Why PDF Pages End Up Sideways
Rotated pages usually happen in one of three ways: a scanner captures pages in the wrong orientation, a document was printed landscape and then scanned portrait, or individual pages in a merged PDF were originally in different orientations. In all cases the fix is the same — rotate the offending pages to the correct orientation and save.
How to Rotate a PDF in Your Browser
Our Rotate PDF tool works entirely in your browser — no upload required:
- Drop your PDF into the Rotate tool
- A grid of page thumbnails appears — scroll to find the page(s) you need to fix
- To rotate a single page: click the thumbnail to select it, then click Rotate Left (−90°) or Rotate Right (+90°)
- To rotate all pages at once: click Rotate All and choose the direction
- For 180° (upside-down): click Rotate Right twice, or Rotate Left twice
- Click Save and download the corrected PDF
Rotate Left vs. Rotate Right
Rotate Right turns the page 90° clockwise. Rotate Left turns it 90° counter-clockwise. If your page is upside-down, either rotation applied twice (for 180°) will correct it. If a scanned page appears sideways with the top pointing left, Rotate Right once will fix it. If the top points right, Rotate Left once will fix it.
Does the Rotation Stick?
Yes.
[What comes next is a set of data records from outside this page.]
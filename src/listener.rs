//! Eviction listener: a callback invoked whenever a snapshot leaves the cache.
//!
//! # Example
//! ```
//! use viewcache::SnapshotCache;
//! use viewcache::listener::EvictionCause;
//! use std::sync::{Arc, Mutex};
//!
//! let log: Arc<Mutex<Vec<(String, EvictionCause)>>> = Arc::new(Mutex::new(Vec::new()));
//! let log2 = Arc::clone(&log);
//!
//! let cache: SnapshotCache<String, String> = SnapshotCache::builder()
//!     .eviction_listener(move |key: &String, _snap, cause| {
//!         log2.lock().unwrap().push((key.clone(), cause));
//!     })
//!     .build();
//!
//! cache.put("a1".to_string(), "body".to_string());
//! cache.invalidate(&"a1".to_string());
//! assert_eq!(log.lock().unwrap().len(), 1);
//! ```

use std::sync::Arc;

// ---------------------------------------------------------------------------
// EvictionCause
// ---------------------------------------------------------------------------

/// The reason a snapshot was removed from the cache.
#[derive(Clone, Copy, Debug, PartialEq, Eq)]
pub enum EvictionCause {
    /// Removed by a sweep because it was older than the retention window.
    Expired,
    /// Removed by the post-sweep capacity trim as one of the oldest entries.
    Capacity,
    /// Removed via [`SnapshotCache::invalidate`] or
    /// [`SnapshotCache::invalidate_all`].
    ///
    /// [`SnapshotCache::invalidate`]: crate::SnapshotCache::invalidate
    /// [`SnapshotCache::invalidate_all`]: crate::SnapshotCache::invalidate_all
    Explicit,
}

// ---------------------------------------------------------------------------
// EvictionListener trait
// ---------------------------------------------------------------------------

/// A callback invoked each time a snapshot is swept, trimmed or invalidated.
///
/// The callback runs on the thread that performed the removal, after the
/// shard lock has been released, so it may call back into the cache.  It
/// should still be quick: a sweep calls it once per removed entry.
pub trait EvictionListener<K, V>: Send + Sync + 'static {
    fn on_evict(&self, key: &K, snapshot: Arc<V>, cause: EvictionCause);
}

/// An [`EvictionListener`] backed by a closure.
///
/// Created via [`SnapshotCacheBuilder::eviction_listener`](crate::SnapshotCacheBuilder::eviction_listener).
pub struct FnListener<F>(pub F);

impl<K, V, F> EvictionListener<K, V> for FnListener<F>
where
    F: Fn(&K, Arc<V>, EvictionCause) + Send + Sync + 'static,
{
    fn on_evict(&self, key: &K, snapshot: Arc<V>, cause: EvictionCause) {
        (self.0)(key, snapshot, cause)
    }
}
Rotation applied with our tool is permanently saved in the PDF's page rotation property — it's not just a view setting. When you download the file and open it in any PDF viewer (Adobe Reader, browser PDF viewer, Preview on Mac), the page will always open in the correct orientation.
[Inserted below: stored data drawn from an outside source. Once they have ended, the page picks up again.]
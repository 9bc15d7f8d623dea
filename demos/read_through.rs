//! Read-through simulation: article reads against a snapshot cache backed by
//! a slow "database", with per-user view tracking and periodic sweeps.
//!
//! Simulated time runs on a `ManualClock`, so six hours of traffic replay in
//! well under a second.  Sweep summaries are logged through `tracing`.
//!
//! Run with:
//!     RUST_LOG=viewcache=debug cargo run --example read_through --release

use std::collections::HashMap;
use std::sync::Arc;
use std::time::Duration;
use tracing_subscriber::EnvFilter;
use viewcache::{ActivityLog, CacheConfig, Evictor, ManualClock, SnapshotCache};

/// Articles in the backing store.
const ARTICLES: usize = 20_000;
/// Distinct readers.
const USERS: u64 = 2_000;
/// Simulated reads.
const READS: usize = 216_000;
/// Simulated time between two reads.
const READ_GAP: Duration = Duration::from_millis(100);

#[derive(Debug)]
struct Article {
    slug: String,
    title: String,
    favorites: u32,
}

// ---------------------------------------------------------------------------
// Zipf(s=1.0) sampler: article popularity follows a power law.
// ---------------------------------------------------------------------------

struct Xorshift64(u64);

impl Xorshift64 {
    fn next(&mut self) -> u64 {
        self.0 ^= self.0 << 13;
        self.0 ^= self.0 >> 7;
        self.0 ^= self.0 << 17;
        self.0
    }

    /// Returns a uniform float in (0, 1].
    fn uniform(&mut self) -> f64 {
        let bits = self.next() >> 11;
        (bits + 1) as f64 / (1u64 << 53) as f64
    }

    /// Zipf(s=1) sample in [0, pool).
    fn zipf(&mut self, pool: usize) -> usize {
        let k = (pool as f64).powf(self.uniform()) as usize;
        k.saturating_sub(1).min(pool - 1)
    }
}

fn main() {
    tracing_subscriber::fmt()
        .with_env_filter(
            EnvFilter::try_from_default_env().unwrap_or_else(|_| EnvFilter::new("info")),
        )
        .init();

    let config = match CacheConfig::from_env() {
        Ok(config) => config,
        Err(err) => {
            eprintln!("invalid configuration: {err}");
            std::process::exit(2);
        }
    };

    let database: HashMap<String, Article> = (0..ARTICLES)
        .map(|i| {
            let id = format!("article-{i}");
            let article = Article {
                slug: format!("how-to-{i}"),
                title: format!("How to do thing #{i}"),
                favorites: (i % 97) as u32,
            };
            (id, article)
        })
        .collect();

    let clock = Arc::new(ManualClock::new());
    let cache: SnapshotCache<String, Article> = SnapshotCache::builder()
        .config(&config)
        .clock(clock.clone())
        .build();
    let views: ActivityLog<u64, String> = ActivityLog::builder()
        .config(&config)
        .clock(clock.clone())
        .build();
    let evictor = Evictor::from_config(cache.clone(), views.clone(), clock.clone(), &config);

    let mut rng = Xorshift64(0xDEAD_BEEF_1234_5678);
    let mut db_fetches = 0usize;
    let mut next_sweep = config.sweep_interval;

    for read in 0..READS {
        let id = format!("article-{}", rng.zipf(ARTICLES));
        let user = rng.next() % USERS;

        if cache.get(&id).is_none() {
            if let Some(row) = database.get(&id) {
                db_fetches += 1;
                cache.put(
                    id.clone(),
                    Article {
                        slug: row.slug.clone(),
                        title: row.title.clone(),
                        favorites: row.favorites,
                    },
                );
            }
        }
        views.append(user, id);

        // A favorite changes the article: drop its snapshot.
        if read % 500 == 0 {
            cache.invalidate(&format!("article-{}", rng.zipf(ARTICLES)));
        }

        clock.advance(READ_GAP);
        if clock.elapsed() >= next_sweep {
            evictor.run_sweep();
            next_sweep += config.sweep_interval;
        }
    }

    let stats = cache.stats();
    println!();
    println!("  Simulated time   : {:>10.1} h", clock.elapsed().as_secs_f64() / 3600.0);
    println!("  Reads            : {READS:>10}");
    println!("  Database fetches : {db_fetches:>10}");
    println!("  Cache hit rate   : {:>9.2}%", stats.hit_rate * 100.0);
    println!("  Cached snapshots : {:>10}", cache.size());
    println!("  Swept snapshots  : {:>10}", stats.expirations);
    println!("  Invalidated      : {:>10}", stats.invalidations);
    println!("  Tracked users    : {:>10}", views.size());
    println!("  Retained views   : {:>10}", views.record_count());

    if let Some(sample) = cache.get(&"article-0".to_string()) {
        println!("  Hottest article  : {} ({}, {} favorites)", sample.title, sample.slug, sample.favorites);
    }
    let recent = views.history(&0);
    println!("  user 0 viewed    : {} articles in the last window", recent.len());
}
Rotating vs. Cropping for Orientation Problems
Sometimes pages appear 'sideways' not because of rotation but because they were scanned at the wrong crop margin. If rotating doesn't fix the issue (the content remains partially off-page after rotation), the problem may be a scanning crop issue rather than an orientation problem. In that case, use the Crop tool to adjust the visible page area.